There are many distressing consequences associated with the sale of prescription drugs online. Unlike conventional pharmacies, there is little to no consumer protection over the internet. Products can be advertised with false claims and the sale of unapproved trial drugs goes unchecked. The administrators of illegal websites often remain anonymous and can quickly disable and create new sites that make it difficult for any regulatory agency to keep track of their activities. Operations are also commonly run outside of the U.S. making law enforcement officials scramble to put together international cooperation efforts.

This lack of effective online pharmacy regulation can lead to disastrous consequences. Francine Haight of La Mesa, Calif lost her son Ryan to an overdose of the generic form of Vicodin, which he ordered without her permission online with a debit card. “The Internet made it easy for the drug dealers to sneak into your living room,” she said. The sale of online drugs has lead to drug and substance abuse, and death related to drug interactions, incorrect dosage or administration, and impure drugs. Illegal prescriptions can end up in the hands of children or others who are incapable of using them responsibly.

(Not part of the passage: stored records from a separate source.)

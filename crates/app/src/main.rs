use std::net::SocketAddr;
use std::sync::Arc;
use std::time::Duration;

use tower_http::request_id::{MakeRequestUuid, PropagateRequestIdLayer, SetRequestIdLayer};
use tower_http::trace::TraceLayer;
use tracing_subscriber::EnvFilter;

use server::db::AppState;
use server::search::SearchIndex;
use server::storage::LocalDiskStore;

/// How often expired logout records are deleted.
const REVOCATION_PURGE_INTERVAL: Duration = Duration::from_secs(60 * 60);

fn init_tracing() {
    let filter = EnvFilter::try_from_default_env().unwrap_or_else(|_| "info,sqlx=warn".into());
    let builder = tracing_subscriber::fmt().with_env_filter(filter);
    if server::config::log_json() {
        builder.json().init();
    } else {
        builder.init();
    }
}

fn spawn_revocation_purge(pool: sqlx::PgPool) {
    tokio::spawn(async move {
        let mut interval = tokio::time::interval(REVOCATION_PURGE_INTERVAL);
        loop {
            interval.tick().await;
            match server::repo::user::purge_expired_revocations(&pool).await {
                Ok(0) => {}
                Ok(purged) => tracing::info!(purged, "expired token revocations purged"),
                Err(e) => tracing::warn!(error = %e, "token revocation purge failed"),
            }
        }
    });
}

#[tokio::main]
async fn main() -> Result<(), Box<dyn std::error::Error>> {
    let _ = dotenvy::dotenv();
    init_tracing();

    server::config::load_config();
    let flags = server::config::feature_flags();

    let tracer_provider = if flags.telemetry {
        server::telemetry::init_telemetry()?
    } else {
        None
    };
    server::health::record_start_time();

    let pool = server::db::create_pool()?;
    server::db::run_migrations(&pool).await?;

    let search = Arc::new(SearchIndex::new()?);
    if flags.search_index {
        let indexed = server::search::build_index(&pool, &search).await?;
        tracing::info!(indexed, "search index built");
    }

    let storage = Arc::new(LocalDiskStore::from_env());
    storage.ensure_root().await?;

    spawn_revocation_purge(pool.clone());

    let state = AppState {
        pool,
        search,
        storage,
    };

    let router = server::openapi::api_router(state)
        .layer(TraceLayer::new_for_http())
        .layer(PropagateRequestIdLayer::x_request_id())
        .layer(SetRequestIdLayer::x_request_id(MakeRequestUuid));

    let addr = SocketAddr::from(([0, 0, 0, 0], server::config::port()));
    let listener = tokio::net::TcpListener::bind(addr).await?;
    tracing::info!(%addr, "court server listening");

    axum::serve(listener, router)
        .with_graceful_shutdown(async {
            let _ = tokio::signal::ctrl_c().await;
            tracing::info!("shutdown signal received");
        })
        .await?;

    if let Some(provider) = tracer_provider {
        if let Err(e) = provider.shutdown() {
            tracing::warn!(error = %e, "tracer provider shutdown failed");
        }
    }
    Ok(())
}
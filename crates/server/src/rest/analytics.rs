use axum::{
    extract::{Query, State},
    Json,
};
use sqlx::{Pool, Postgres};

use shared_types::{AppError, DashboardParams, DashboardResponse, Permission};

use crate::auth::AuthRequired;
use crate::repo;

/// GET /api/analytics/dashboard
#[utoipa::path(
    get,
    path = "/api/analytics/dashboard",
    params(DashboardParams),
    responses(
        (status = 200, description = "Scoped totals, recent counts and breakdowns", body = DashboardResponse),
        (status = 403, description = "Missing view_analytics", body = AppError)
    ),
    security(("bearer" = [])),
    tag = "analytics"
)]
pub async fn dashboard(
    State(pool): State<Pool<Postgres>>,
    AuthRequired(user): AuthRequired,
    Query(params): Query<DashboardParams>,
) -> Result<Json<DashboardResponse>, AppError> {
    user.authorize(&[Permission::ViewAnalytics])?;
    let report = repo::analytics::dashboard(&pool, &user, params.days()).await?;
    Ok(Json(report))
}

As the sale of controlled drugs without a prescription is a recent phenomenon, means of combating the trend are still in development. The FDA has vowed to increase public outreach and awareness, expand enforcement, and develop tighter bonds of international cooperation. In April the “Ryan Haight Online Pharmacy Consumer Protection Act” was approved by the Senate and is currently being reviewed in House committee meetings. If passed, the legislation would require online pharmacies to be properly certified and for doctors to meet in person with patients before giving out a prescription for a controlled drug. Some state governments have already passed laws that regulate the online drug trade but many advocates are pushing for stricter federal regulation. Some search engine companies have begun to fight back against online sellers by employing a program called, “Pharmacy Checker.” The device filters out unlawful advertisers and forces them to provide verification.

The sale of controlled drugs over the internet is proliferating quickly and as is commonly seen with progress in technology, there is a gap between action and regulation. According to the Drug Enforcement Agency, 85% of internet drugs sales are controlled drugs while only 11% of those same drugs are being sold at traditional pharmacies. These statistics display the obvious potential for drug abuse and need for greater online pharmaceutical quality control. In a society where prescription drugs have become the norm rather than psychotherapy, counseling, or cognitive behavioral therapy, this online market flourishes.

Sources:

Eckholm, Eirk. (2008, July 9). Abuses Found in Online Sales of Medication. New York Times, Retrieved July 10th, 2008, from nytimes.com/2008/07/09/health/09drugs.html?_r=1&oref=slogin

Henney, Jane. (2001). Cyberpharmacies and the role of the US Food and Drug Administration. Journal of Medical Internet Research, 3(1), Retrieved July 10, 2008 from the PubMed database.

Littlejohn,C., Baldacchino, A., Schifano, F., & Deluca, P. (2005). Internet Pharmacies And Online Prescription Drug Sales: a cross-sectional study. Drugs: education prevention and policy, 12, 75-80. Retrieved July 10th 2008, from the Academic Search Premier database.